Question

Given \(S_{1}=\\{3,6,9\\}, S_{2}=\\{a, b\\},\) and \(S_{3}=\\{m, m\\},\) find the Cartesian products: (a) \(S_{1} \times S_{2}\) \((b) S_{2} \times S_{3}\) (c) \(S_{3} \times S_{1}\)

Short answer

(a) \(S_{1} \times S_{2} = \{(3,a),(3,b),(6,a),(6,b),(9,a),(9,b)\}\) (b) \(S_{2} \times S_{3} = \{(a,m),(a,m),(b,m),(b,m)\}\) (c) \(S_{3} \times S_{1} = \{(m,3),(m,6),(m,9),(m,3),(m,6),(m,9)\}\)

Step-by-step solution

Understanding Cartesian Product

The Cartesian product of two sets is the set of all ordered pairs where the first element comes from the first set and the second element comes from the second set. If you have two sets A and B, their Cartesian product is denoted as \(A \times B\). It consists of all combinations \((a, b)\) where \(a \in A\) and \(b \in B\).

Cartesian Product of S1 and S2

For solving part (a), we calculate \(S_{1} \times S_{2}\). We pair each element of \(S_{1}\) with every element of \(S_{2}\). The pairs are (3, a), (3, b), (6, a), (6, b), (9, a), and (9, b).

Cartesian Product of S2 and S3

For part (b), we calculate \(S_{2} \times S_{3}\). Here, \(S_{3}\) has two indistinguishable elements 'm', but the Cartesian product considers them as separate elements. Thus, the pairs are (a, m), (a, m), (b, m), and (b, m).

Cartesian Product of S3 and S1

For part (c), we need \(S_{3} \times S_{1}\). Again, every element from \(S_{3} = \{m, m\}\) is paired with every element of \(S_{1}\). The resulting pairs are (m, 3), (m, 6), (m, 9), (m, 3), (m, 6), and (m, 9).

Key concepts

Understanding Ordered Pairs

In set theory, an ordered pair is a collection of two elements where the order in which these elements appear is significant. This is unlike plain sets, where order doesn't matter.
For example, the ordered pair (3, a) is different from (a, 3), as the first refers to an element 3 coming from one set and an element a from another set.
In the context of Cartesian products, the ordered pair structure is crucial. It helps in defining the relationship between two different sets. For instance, in the exercise problem given, we form ordered pairs by aligning the first item from one set and the second item from another.
This makes ordered pairs foundational in expressing relationships and functionalities among sets in mathematics.

Exploring Set Theory

Set theory is the mathematical study of collections of items or objects, which are referred to as 'sets.'
Sets are fundamental because they are used to build other mathematical structures.

• Element of a Set: A member or an item in a set. For instance, in the set \(S_{1} = \{3, 6, 9\}\), 3 is an element.
• Subset: A smaller set defined from a larger one, containing elements only from the original set.

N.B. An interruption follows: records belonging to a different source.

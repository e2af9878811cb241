//! Candidate scoring and best-match ranking.

use std::collections::HashSet;

use catmatch_core::{FusionWeights, MatchCandidate, MatchPolicy, ProductRecord};
use rayon::prelude::*;

use crate::error::{check_fraction, EngineError};
use crate::fuse::fuse;
use crate::normalize::normalize_opt;
use crate::similarity::normalized_similarity;

/// How candidate sets are scored: fusion weights and the size from which
/// scoring fans out across the rayon pool.
#[derive(Debug, Clone, Copy, PartialEq)]
pub struct Scoring {
    pub weights: FusionWeights,
    pub parallel_threshold: usize,
}

impl Default for Scoring {
    fn default() -> Self {
        Self::from(&MatchPolicy::default())
    }
}

impl From<&MatchPolicy> for Scoring {
    fn from(policy: &MatchPolicy) -> Self {
        Self {
            weights: policy.weights,
            parallel_threshold: policy.parallel_threshold,
        }
    }
}

/// Source-side fields, normalized once per scan.
struct SourceKey<'a> {
    record: &'a ProductRecord,
    reference: String,
    name: String,
}

impl<'a> SourceKey<'a> {
    fn new(record: &'a ProductRecord) -> Self {
        Self {
            record,
            reference: normalize_opt(record.reference.as_deref()),
            name: normalize_opt(record.name.as_deref()),
        }
    }

    fn is_blank(&self) -> bool {
        self.reference.is_empty() && self.name.is_empty()
    }

    fn score(&self, candidate: &ProductRecord, weights: FusionWeights) -> MatchCandidate {
        // A score is present when the source carries the field; a candidate
        // missing it just scores 0 against it.
        let reference = (!self.reference.is_empty()).then(|| {
            normalized_similarity(
                &self.reference,
                &normalize_opt(candidate.reference.as_deref()),
            )
        });
        let name = (!self.name.is_empty()).then(|| {
            normalized_similarity(&self.name, &normalize_opt(candidate.name.as_deref()))
        });

        MatchCandidate {
            source: self.record.clone(),
            candidate: candidate.clone(),
            reference_similarity: reference.unwrap_or(0.0),
            name_similarity: name.unwrap_or(0.0),
            average_similarity: fuse(reference, name, weights),
        }
    }
}

/// Score one source record against one candidate.
#[must_use]
pub fn score_pair(
    source: &ProductRecord,
    candidate: &ProductRecord,
    weights: FusionWeights,
) -> MatchCandidate {
    SourceKey::new(source).score(candidate, weights)
}

/// Score `source` against every candidate, preserving candidate order.
///
/// Runs on the rayon pool once `candidates.len()` reaches
/// `scoring.parallel_threshold`.
#[must_use]
pub fn score_candidates(
    source: &ProductRecord,
    candidates: &[ProductRecord],
    scoring: &Scoring,
) -> Vec<MatchCandidate> {
    let key = SourceKey::new(source);
    if candidates.len() >= scoring.parallel_threshold {
        candidates
            .par_iter()
            .map(|c| key.score(c, scoring.weights))
            .collect()
    } else {
        candidates
            .iter()
            .map(|c| key.score(c, scoring.weights))
            .collect()
    }
}

#[derive(Debug, PartialEq, Eq, Hash)]
enum DedupKey {
    Reference(u64),
    Entry(i64),
}

impl DedupKey {
    fn of(scored: &MatchCandidate) -> Self {
        if scored.reference_similarity > 0.0 {
            DedupKey::Reference(scored.reference_similarity.to_bits())
        } else {
            DedupKey::Entry(scored.candidate.entry_id)
        }
    }
}

/// Reject a source that has neither a reference nor a name.
///
/// # Errors
///
/// Returns [`EngineError::InvalidInput`] when both fields are blank.
pub fn check_source(source: &ProductRecord) -> Result<(), EngineError> {
    if SourceKey::new(source).is_blank() {
        return Err(EngineError::InvalidInput(
            "a reference or a name is required".to_string(),
        ));
    }
    Ok(())
}

/// Rank `candidates` for `source` and keep the best `top_n`.
///
/// Candidates are deduplicated first-seen-wins on their reference score (or
/// on their entry id when that score is zero), filtered to
/// `average_similarity >= min_confidence`, stably sorted descending and
/// truncated.
///
/// # Errors
///
/// Returns [`EngineError::InvalidInput`] when the source has neither a
/// reference nor a name, or when `min_confidence` is outside `[0, 1]`.
pub fn rank_matches(
    source: &ProductRecord,
    candidates: &[ProductRecord],
    top_n: usize,
    min_confidence: f64,
    scoring: &Scoring,
) -> Result<Vec<MatchCandidate>, EngineError> {
    check_source(source)?;
    check_fraction("min_confidence", min_confidence)?;

    if candidates.is_empty() || top_n == 0 {
        return Ok(Vec::new());
    }

    let scored = score_candidates(source, candidates, scoring);

    let mut seen = HashSet::new();
    let mut ranked: Vec<MatchCandidate> = scored
        .into_iter()
        .filter(|m| seen.insert(DedupKey::of(m)))
        .filter(|m| m.average_similarity >= min_confidence)
        .collect();

    ranked.sort_by(|a, b| b.average_similarity.total_cmp(&a.average_similarity));
    ranked.truncate(top_n);

    tracing::debug!(
        candidates = candidates.len(),
        ranked = ranked.len(),
        "ranked best matches"
    );
    Ok(ranked)
}

#[cfg(test)]
#[path = "rank_test.rs"]
mod tests;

In the Cartesian product concept, the theory shows its strengths by laying out how elements from different sets interact to create a new set of ordered pairs. Set theory provides the structure and language necessary to discuss these relationships effectively.

Delving into Mathematical Operations

Mathematical operations allow us to perform various processes on numbers or sets, giving us valuable insights or results.
The Cartesian product is one such operation in the context of sets. It 'operates' on sets to create ordered pairs. It's similar to multiplication but instead of numbers, we're working with sets and their elements. The result is a new set of all possible ordered pairs. Another key operation is determining relations between two sets. The Cartesian product helps in illustrating these relations explicitly through ordered pairs. Understanding this operation aids in handling more complex math goals and functions that require set manipulation.
So, the Cartesian product is a critical operation in math that combines elements from multiple sets to explore possible connections or mappings.

Finite Sets in Mathematics

A finite set is a set with a specific, countable number of elements. These are sets where you can list all elements without coming to infinite stretch.
In the exercise you're reviewing, the sets \(S_{1}\), \(S_{2}\), and \(S_{3}\) are finite. Each set contains a limited number of distinct items, allowing us to easily list all members and generate ordered pairs in Cartesian products.

• Importance in Cartesian Products: Finite sets keep the Cartesian product manageable. Non-finite sets could result in overwhelming and uncountable ordered pairs.

Working with finite sets simplifies the exploration of relationships between sets as it turns the process into a manageable and calculable task.